For the straight line assumption, think of quantile-quantile, i.e., Q-Q plots of observed quantiles vs. theoretical quantiles, where a straight line indicates agreement between the sample and theoretical (assumed) distribution. Note the vast distinction between assuming something is a straight line and assuming something is a curve. The straight line assumption equates to a parametric assumption, i.e., assuming a specific shape of distribution, here Gaussian. The two semiparametric models make no distributional assumption for Y given \(X_i\). All three models make a parallelism assumption.

Both semiparametric models and rank tests are distribution-free, as they don’t depend in any way on the shape of a given group’s distribution to achieve optimum operating characteristics. Both models and “nonparametric” tests make an assumption about the connection between two distributions, e.g., proportional hazards or odds, to the same degree.

Summary

It is important to have a definition in mind for examining whether an assumption is being made. It is also important to note that even though the label nonparametric is frequently used, there a few truly assumption-free statistical procedures. “Nonparametric” tests such as the log-rank, Wilcoxon, and Kruskal-Wallis tests are just special cases of semiparametric regression models, so they make all of the assumptions of the semiparametric models and more. For example, both the log-rank and Wilcoxon tests assumes homogeneity of distributions, i.e., absence of important covariates. Semiparametric models easily handle covariates.

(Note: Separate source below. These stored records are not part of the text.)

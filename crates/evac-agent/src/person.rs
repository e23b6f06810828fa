//! The evacuee agent.

use evac_core::{Cell, Offset, PersonId, Timestep};
use evac_world::World;

/// One evacuee.
///
/// Fields are private so the lifecycle invariants hold: health never rises,
/// panic never goes below zero, and `escaped` is never reset once set.
#[derive(Clone, Debug, PartialEq)]
#[cfg_attr(feature = "serde", derive(serde::Serialize, serde::Deserialize))]
pub struct Person {
    id:             PersonId,
    cell:           Cell,
    health:         f32,
    panic:          u32,
    escaped:        bool,
    time_to_escape: Option<Timestep>,
}

impl Person {
    /// A calm, unescaped person at `cell` with `health`.
    pub fn new(id: PersonId, cell: Cell, health: f32) -> Self {
        Self {
            id,
            cell,
            health,
            panic:          0,
            escaped:        false,
            time_to_escape: None,
        }
    }

    /// Start at a given panic level instead of zero.
    pub fn with_panic(mut self, panic: u32) -> Self {
        self.panic = panic;
        self
    }

    // ── Accessors ─────────────────────────────────────────────────────────

    #[inline]
    pub fn id(&self) -> PersonId {
        self.id
    }

    #[inline]
    pub fn cell(&self) -> Cell {
        self.cell
    }

    #[inline]
    pub fn x(&self) -> i32 {
        self.cell.x
    }

    #[inline]
    pub fn y(&self) -> i32 {
        self.cell.y
    }

    #[inline]
    pub fn health(&self) -> f32 {
        self.health
    }

    #[inline]
    pub fn panic(&self) -> u32 {
        self.panic
    }

    #[inline]
    pub fn escaped(&self) -> bool {
        self.escaped
    }

    #[inline]
    pub fn time_to_escape(&self) -> Option<Timestep> {
        self.time_to_escape
    }

    // ── Per-step updates ──────────────────────────────────────────────────

    /// Raise panic by one if a fire is strictly closer than `radius`,
    /// otherwise let it decay by one (floored at zero).
    pub fn update_panic(&mut self, world: &World, radius: f32) {
        if world.fire_within(self.cell, radius) {
            self.panic = self.panic.saturating_add(1);
        } else {
            self.panic = self.panic.saturating_sub(1);
        }
    }

    /// `true` if one step by `offset` lands on a walkable cell.
    #[inline]
    pub fn can_move(&self, offset: Offset, world: &World) -> bool {
        world.is_walkable(self.cell + offset)
    }

    /// Step by `offset` if the destination is walkable.  Returns whether the
    /// person moved; a blocked or zero step leaves them in place.
    pub fn try_move(&mut self, offset: Offset, world: &World) -> bool {
        if offset.is_zero() || !self.can_move(offset, world) {
            return false;
        }
        self.cell = self.cell + offset;
        true
    }

    /// Lose `amount` health.  Negative amounts are ignored.
    #[inline]
    pub fn take_damage(&mut self, amount: f32) {
        if amount > 0.0 {
            self.health -= amount;
        }
    }

    // ── Terminal states ───────────────────────────────────────────────────

    /// Mark the person escaped the first time they stand on an exit,
    /// recording `timestep`.  Later calls change nothing.
    pub fn is_escaped(&mut self, timestep: Timestep, world: &World) -> bool {
        if !self.escaped && world.is_exit(self.cell.x, self.cell.y) {
            self.escaped = true;
            self.time_to_escape = Some(timestep);
        }
        self.escaped
    }

    #[inline]
    pub fn is_dead(&self) -> bool {
        self.health <= 0.0
    }
}
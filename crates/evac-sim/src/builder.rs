//! Fluent builder for constructing a [`Sim`].

use std::collections::HashSet;

use tracing::info;

use evac_agent::Person;
use evac_behavior::MovementPolicy;
use evac_core::{Cell, EvacError, EvacResult, PersonId, SimConfig, SimRng, Timestep};
use evac_world::World;

use crate::Sim;

/// RNG stream offsets derived from the master seed.
const PLACEMENT_STREAM: u64 = 0;
const SPREAD_STREAM:    u64 = 1;

/// Fluent builder for [`Sim<P>`].
///
/// # Required inputs
///
/// - [`SimConfig`]: grid shape, counts, exits, seed, parameters
/// - `P: MovementPolicy`: usually [`evac_behavior::PanicTieredPolicy`]
///
/// # Optional inputs (have defaults)
///
/// | Method              | Default                                           |
/// |---------------------|---------------------------------------------------|
/// | `.persons(v)`       | `config.person_count` persons on random cells     |
/// | `.persons_at(v)`    | (same; positions only, default health and panic)  |
/// | `.fires(v)`         | `config.fire_count` fires on random cells         |
/// | `.obstacles(v)`     | `config.obstacle_count` distinct random non-exit cells |
///
/// Random placement draws persons, then fires, then obstacles, from a stream
/// seeded by `config.seed`.  Persons and seed fires may land on any in-bounds
/// cell, obstacles included.
///
/// # Example
///
/// ```rust,ignore
/// let config = SimConfig::new(20, 20, 10, 3, 5, vec![Cell::new(10, 0), Cell::new(0, 10)]);
/// let mut sim = SimBuilder::new(config, PanicTieredPolicy).build()?;
/// for _ in 0..10 {
///     sim.step();
/// }
/// ```
pub struct SimBuilder<P: MovementPolicy> {
    config:    SimConfig,
    policy:    P,
    persons:   Option<Vec<Person>>,
    fires:     Option<Vec<Cell>>,
    obstacles: Option<Vec<Cell>>,
}

impl<P: MovementPolicy> SimBuilder<P> {
    /// Create a builder with all required inputs.
    pub fn new(config: SimConfig, policy: P) -> Self {
        Self {
            config,
            policy,
            persons:   None,
            fires:     None,
            obstacles: None,
        }
    }

    /// Supply the initial population explicitly.
    ///
    /// Ids must be unique, cells in bounds, and health positive.
    pub fn persons(mut self, persons: Vec<Person>) -> Self {
        self.persons = Some(persons);
        self
    }

    /// Place one calm person on each cell, ids in order from zero.
    pub fn persons_at(self, cells: impl IntoIterator<Item = Cell>) -> Self {
        let health = self.config.params.initial_health;
        let persons = cells
            .into_iter()
            .enumerate()
            .map(|(i, cell)| Person::new(PersonId(i as u32), cell, health))
            .collect();
        self.persons(persons)
    }

    /// Supply the seed fires explicitly.  Duplicates collapse into one.
    pub fn fires(mut self, fires: Vec<Cell>) -> Self {
        self.fires = Some(fires);
        self
    }

    /// Supply the obstacle cells explicitly.  None may be an exit.
    pub fn obstacles(mut self, obstacles: Vec<Cell>) -> Self {
        self.obstacles = Some(obstacles);
        self
    }

    /// Validate inputs, place agents and return a ready-to-step [`Sim`].
    pub fn build(self) -> EvacResult<Sim<P>> {
        let config = self.config;
        config.validate()?;

        let mut root = SimRng::new(config.seed);
        let mut placement = root.child(PLACEMENT_STREAM);
        let rng = root.child(SPREAD_STREAM);

        // ── Persons ───────────────────────────────────────────────────────
        let persons = match self.persons {
            Some(p) => {
                check_persons(&p, &config)?;
                p
            }
            None => (0..config.person_count)
                .map(|i| {
                    let id = PersonId::try_from(i)
                        .map_err(|_| EvacError::config("person count exceeds id space"))?;
                    Ok(Person::new(id, random_cell(&mut placement, &config), config.params.initial_health))
                })
                .collect::<EvacResult<Vec<_>>>()?,
        };

        // ── Fires ─────────────────────────────────────────────────────────
        let fires = match self.fires {
            Some(f) => {
                if let Some(&bad) = f.iter().find(|&&c| !config.contains(c)) {
                    return Err(EvacError::config(format!("fire {bad} lies outside the grid")));
                }
                f
            }
            None => (0..config.fire_count)
                .map(|_| random_cell(&mut placement, &config))
                .collect(),
        };

        // ── Obstacles ─────────────────────────────────────────────────────
        let obstacles = match self.obstacles {
            Some(o) => o,
            None => random_obstacles(&mut placement, &config),
        };

        let mut world = World::new(config.width, config.height, obstacles, config.exits.clone())?;
        for fire in fires {
            world.add_fire(fire);
        }

        info!(
            width = config.width,
            height = config.height,
            persons = persons.len(),
            fires = world.fire_count(),
            obstacles = world.obstacle_count(),
            exits = world.exits().len(),
            seed = config.seed,
            "simulation built"
        );

        Ok(Sim {
            config,
            world,
            persons,
            escaped:          Vec::new(),
            dead:             Vec::new(),
            timestep:         Timestep::ZERO,
            escaped_counts:   Vec::new(),
            bottleneck_areas: Vec::new(),
            death_counts:     Vec::new(),
            policy:           self.policy,
            rng,
        })
    }
}

// ── Placement helpers ─────────────────────────────────────────────────────────

fn random_cell(rng: &mut SimRng, config: &SimConfig) -> Cell {
    Cell::new(rng.gen_range(0..config.width), rng.gen_range(0..config.height))
}

/// `config.obstacle_count` distinct cells, none of them an exit.
///
/// Sparse requests use rejection sampling; dense ones shuffle the full list
/// of candidate cells so the draw count stays bounded.
fn random_obstacles(rng: &mut SimRng, config: &SimConfig) -> Vec<Cell> {
    let wanted = config.obstacle_count;
    let free = config.cell_count() - config.exits.len();

    if wanted * 2 <= free {
        let mut chosen = HashSet::with_capacity(wanted);
        let mut order = Vec::with_capacity(wanted);
        while order.len() < wanted {
            let cell = random_cell(rng, config);
            if !config.exits.contains(&cell) && chosen.insert(cell) {
                order.push(cell);
            }
        }
        return order;
    }

    let mut candidates: Vec<Cell> = (0..config.width)
        .flat_map(|x| (0..config.height).map(move |y| Cell::new(x, y)))
        .filter(|c| !config.exits.contains(c))
        .collect();
    rng.shuffle(&mut candidates);
    candidates.truncate(wanted);
    candidates
}

fn check_persons(persons: &[Person], config: &SimConfig) -> EvacResult<()> {
    let mut ids = HashSet::with_capacity(persons.len());
    for p in persons {
        if !config.contains(p.cell()) {
            return Err(EvacError::config(format!(
                "{} at {} lies outside the grid",
                p.id(),
                p.cell()
            )));
        }
        if !ids.insert(p.id()) {
            return Err(EvacError::config(format!("{} listed twice", p.id())));
        }
        if p.is_dead() || p.escaped() {
            return Err(EvacError::config(format!("{} must start alive and inside", p.id())));
        }
    }
    Ok(())
}
//! Unit tests for evac-core primitives.

#[cfg(test)]
mod ids {
    use crate::{ExitId, PersonId};

    #[test]
    fn index_roundtrip() {
        let id = PersonId(42);
        assert_eq!(id.index(), 42);
        assert_eq!(PersonId::try_from(42usize).unwrap(), id);
    }

    #[test]
    fn exit_ids_reject_overflow() {
        assert!(ExitId::try_from(70_000usize).is_err());
        assert_eq!(ExitId::try_from(3usize).unwrap().index(), 3);
    }

    #[test]
    fn display() {
        assert_eq!(PersonId(7).to_string(), "PersonId(7)");
    }
}

#[cfg(test)]
mod grid {
    use crate::{Cell, Offset};

    #[test]
    fn distances() {
        let a = Cell::new(0, 0);
        assert_eq!(a.distance_sq(Cell::new(3, 4)), 25);
        assert_eq!(a.distance(Cell::new(3, 4)), 5.0);
        assert_eq!(a.distance(Cell::new(2, 0)), 2.0);
    }

    #[test]
    fn within_is_strict() {
        let a = Cell::new(0, 0);
        assert!(a.within(Cell::new(2, 2), 3.0)); // sqrt(8) < 3
        assert!(!a.within(Cell::new(3, 0), 3.0));
    }

    #[test]
    fn toward_is_sign_quantized() {
        let from = Cell::new(5, 5);
        assert_eq!(Offset::toward(from, Cell::new(9, 1)), Offset { dx: 1, dy: -1 });
        assert_eq!(Offset::toward(from, Cell::new(5, 0)), Offset { dx: 0, dy: -1 });
        assert!(Offset::toward(from, from).is_zero());
    }

    #[test]
    fn neighborhood_covers_three_by_three() {
        let center = Cell::new(1, 1);
        let mut cells: Vec<Cell> = Offset::NEIGHBORHOOD.iter().map(|&o| center + o).collect();
        cells.sort();
        cells.dedup();
        assert_eq!(cells.len(), 9);
        assert!(cells.contains(&center));
    }

    #[test]
    fn display() {
        assert_eq!(Cell::new(3, -1).to_string(), "(3, -1)");
    }
}

#[cfg(test)]
mod time {
    use crate::Timestep;

    #[test]
    fn arithmetic() {
        let t = Timestep(10);
        assert_eq!(t.next(), Timestep(11));
        assert!(t < t.next());
        assert_eq!(t.to_string(), "T10");
    }
}

#[cfg(test)]
mod rng {
    use crate::SimRng;

    #[test]
    fn deterministic_same_seed() {
        let mut r1 = SimRng::new(12345);
        let mut r2 = SimRng::new(12345);
        for _ in 0..100 {
            let a: i32 = r1.gen_range(0..1_000);
            let b: i32 = r2.gen_range(0..1_000);
            assert_eq!(a, b);
        }
    }

    #[test]
    fn children_differ() {
        let mut root = SimRng::new(1);
        let mut c0 = root.child(0);
        let mut c1 = root.child(1);
        let a: Vec<u64> = (0..8).map(|_| c0.gen_range(0..u64::MAX)).collect();
        let b: Vec<u64> = (0..8).map(|_| c1.gen_range(0..u64::MAX)).collect();
        assert_ne!(a, b);
    }

    #[test]
    fn gen_bool_extremes() {
        let mut rng = SimRng::new(0);
        assert!(!rng.gen_bool(0.0));
        assert!(rng.gen_bool(1.0));
        assert!(rng.gen_bool(7.0), "clamped to 1");
    }

    #[test]
    fn shuffle_is_permutation() {
        let mut rng = SimRng::new(3);
        let mut v: Vec<u32> = (0..20).collect();
        rng.shuffle(&mut v);
        v.sort();
        assert_eq!(v, (0..20).collect::<Vec<_>>());
    }
}

#[cfg(test)]
mod config {
    use crate::{Cell, EvacError, EvacParams, SimConfig};

    fn base() -> SimConfig {
        SimConfig::new(20, 20, 10, 3, 5, vec![Cell::new(10, 0), Cell::new(0, 10)])
    }

    #[test]
    fn default_config_is_valid() {
        base().validate().unwrap();
    }

    #[test]
    fn default_params_match_model() {
        let p = EvacParams::default();
        assert_eq!(p.initial_health, 200.0);
        assert_eq!(p.congestion_radius, 10.0);
        assert_eq!(p.spread_probability, 0.2);
        assert_eq!(p.bottleneck_threshold, 2);
    }

    #[test]
    fn zero_dimension_rejected() {
        let mut cfg = base();
        cfg.width = 0;
        assert!(matches!(cfg.validate(), Err(EvacError::InvalidConfiguration(_))));
    }

    #[test]
    fn exit_out_of_bounds_rejected() {
        let mut cfg = base();
        cfg.exits.push(Cell::new(20, 0));
        assert!(cfg.validate().is_err());
    }

    #[test]
    fn duplicate_exit_rejected() {
        let mut cfg = base();
        cfg.exits.push(Cell::new(10, 0));
        assert!(cfg.validate().is_err());
    }

    #[test]
    fn too_many_obstacles_rejected() {
        let mut cfg = SimConfig::new(2, 2, 0, 0, 4, vec![Cell::new(0, 0)]);
        assert!(cfg.validate().is_err());
        cfg.obstacle_count = 3;
        cfg.validate().unwrap();
    }

    #[test]
    fn bad_params_rejected() {
        let mut cfg = base();
        cfg.params.spread_probability = 1.5;
        assert!(cfg.validate().is_err());

        let mut cfg = base();
        cfg.params.calm_below = 8;
        assert!(cfg.validate().is_err());

        let mut cfg = base();
        cfg.params.initial_health = 0.0;
        assert!(cfg.validate().is_err());
    }

    #[test]
    fn error_message_names_problem() {
        let mut cfg = base();
        cfg.height = -3;
        let msg = cfg.validate().unwrap_err().to_string();
        assert!(msg.starts_with("invalid configuration"), "{msg}");
        assert!(msg.contains("20x-3"), "{msg}");
    }
}
//! Plain data row types written by output backends.

use evac_agent::Person;
use evac_core::Timestep;
use evac_sim::StepSummary;

/// One living person's state at a snapshot step.
#[derive(Debug, Clone, Copy, PartialEq)]
pub struct PersonSnapshotRow {
    pub step:      u64,
    pub person_id: u32,
    pub x:         i32,
    pub y:         i32,
    pub health:    f32,
    pub panic:     u32,
}

impl PersonSnapshotRow {
    pub fn new(step: Timestep, person: &Person) -> Self {
        Self {
            step:      step.0,
            person_id: person.id().0,
            x:         person.x(),
            y:         person.y(),
            health:    person.health(),
            panic:     person.panic(),
        }
    }
}

/// Aggregate counters for one simulation step.
#[derive(Debug, Clone, Copy, PartialEq, Eq)]
pub struct StepSummaryRow {
    pub step:              u64,
    pub escaped_this_step: u64,
    pub died_this_step:    u64,
    pub escaped_total:     u64,
    pub dead_total:        u64,
    pub living:            u64,
    pub fires:             u64,
    pub bottlenecks:       u64,
}

impl From<&StepSummary> for StepSummaryRow {
    fn from(s: &StepSummary) -> Self {
        Self {
            step:              s.timestep.0,
            escaped_this_step: s.escaped_this_step as u64,
            died_this_step:    s.died_this_step as u64,
            escaped_total:     s.escaped_total as u64,
            dead_total:        s.dead_total as u64,
            living:            s.living as u64,
            fires:             s.fires as u64,
            bottlenecks:       s.bottlenecks as u64,
        }
    }
}
//! `evac-sim`: timestep orchestrator for the evacuation simulator.
//!
//! # Step loop
//!
//! ```text
//! for step in 0..config.max_steps (or until nobody is left inside):
//!   ① Panic      each person counts fires within the panic radius.
//!   ② Intents    MovementPolicy::decide for every person against one
//!                 shared snapshot of the world and population.
//!   ③ Apply      each intent in collection order; blocked moves stay put.
//!   ④ Reconcile  escaped persons record the timestep and leave; dead
//!                 persons leave.
//!   ⑤ Metrics    timestep += 1; cumulative escaped count; bottleneck cells.
//!   ⑥ Fire       every burning cell tries to spread, then damages persons.
//!   ⑦ Casualty   persons killed by fire leave; cumulative dead count.
//! ```
//!
//! # Cargo features
//!
//! | Feature   | Effect                                                   |
//! |-----------|----------------------------------------------------------|
//! | `fx-hash` | FxHash for the per-step cell occupancy index.            |
//!
//! # Quick-start
//!
//! ```rust,ignore
//! use evac_behavior::PanicTieredPolicy;
//! use evac_core::{Cell, SimConfig};
//! use evac_sim::{NoopObserver, SimBuilder};
//!
//! let config = SimConfig::new(20, 20, 10, 3, 5, vec![Cell::new(10, 0), Cell::new(0, 10)])
//!     .with_seed(7)
//!     .with_max_steps(10);
//! let mut sim = SimBuilder::new(config, PanicTieredPolicy).build()?;
//! sim.run(&mut NoopObserver);
//! println!("{:?}", sim.escaped_counts());
//! ```

pub mod builder;
pub mod metrics;
pub mod observer;
pub mod sim;


pub use builder::SimBuilder;
pub use metrics::{count_bottlenecks, EscapeStats, StepSummary};
pub use observer::{NoopObserver, SimObserver};
pub use sim::Sim;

Sometimes it is said that nonparametric tests make assumptions only under the null hypothesis while statistical models make assumptions under both the null and any alternative. That this is not the case was discussed above. For example, for the log-rank and Wilcoxon tests to operate optimally (have maximum local power) under the alternative, the alternative must be, respectively, a proportional hazards or a proportional odds situation.

There are major advantages to stopping the practice of using “nonparametric” tests that are special cases of semiparametric models:

  1. There would be less to teach.
  2. Covariate adjustment is readily handled by models.
  3. Semiparametric models have likelihood functions, so they bridge frequentist and Bayesian approaches. Prior information can be used on treatment effects, and shrinkage priors can be used on covariate effects.
  4. Semiparametric models allow one to not only estimate effect ratios, but also to estimate derived quantities such as exceedance probabilities, means, and quantiles. Some examples are:
    • For a Cox model one can estimate hazard ratios, survival probabilities, and mean restricted lifetimes.
    • For a PO model one can estimate odds ratios, exceedance probabilities, cell probabilities, covariate-specific mean Y (if Y is interval-scaled) and covariate-specific quantiles of Y (if Y is continuous)3.
  5. Semiparametric models are easily extended to multilevel and longitudinal models (with serial correlation structures).
  6. Semiparametric models are easily extended to allow for lower and upper detection limits, interval censoring, and other complexities.

3 The effect measure that is usually associated with the Wilcoxon test is the Hodges-Lehmann estimator, which is the median of all pairwise differences, taking one observation from each group. It is perhaps not as interpretable as the difference in means or medians that one can obtain from the PO model, and a Bayesian PO model provides exact uncertainty intervals for derived quantities such as these.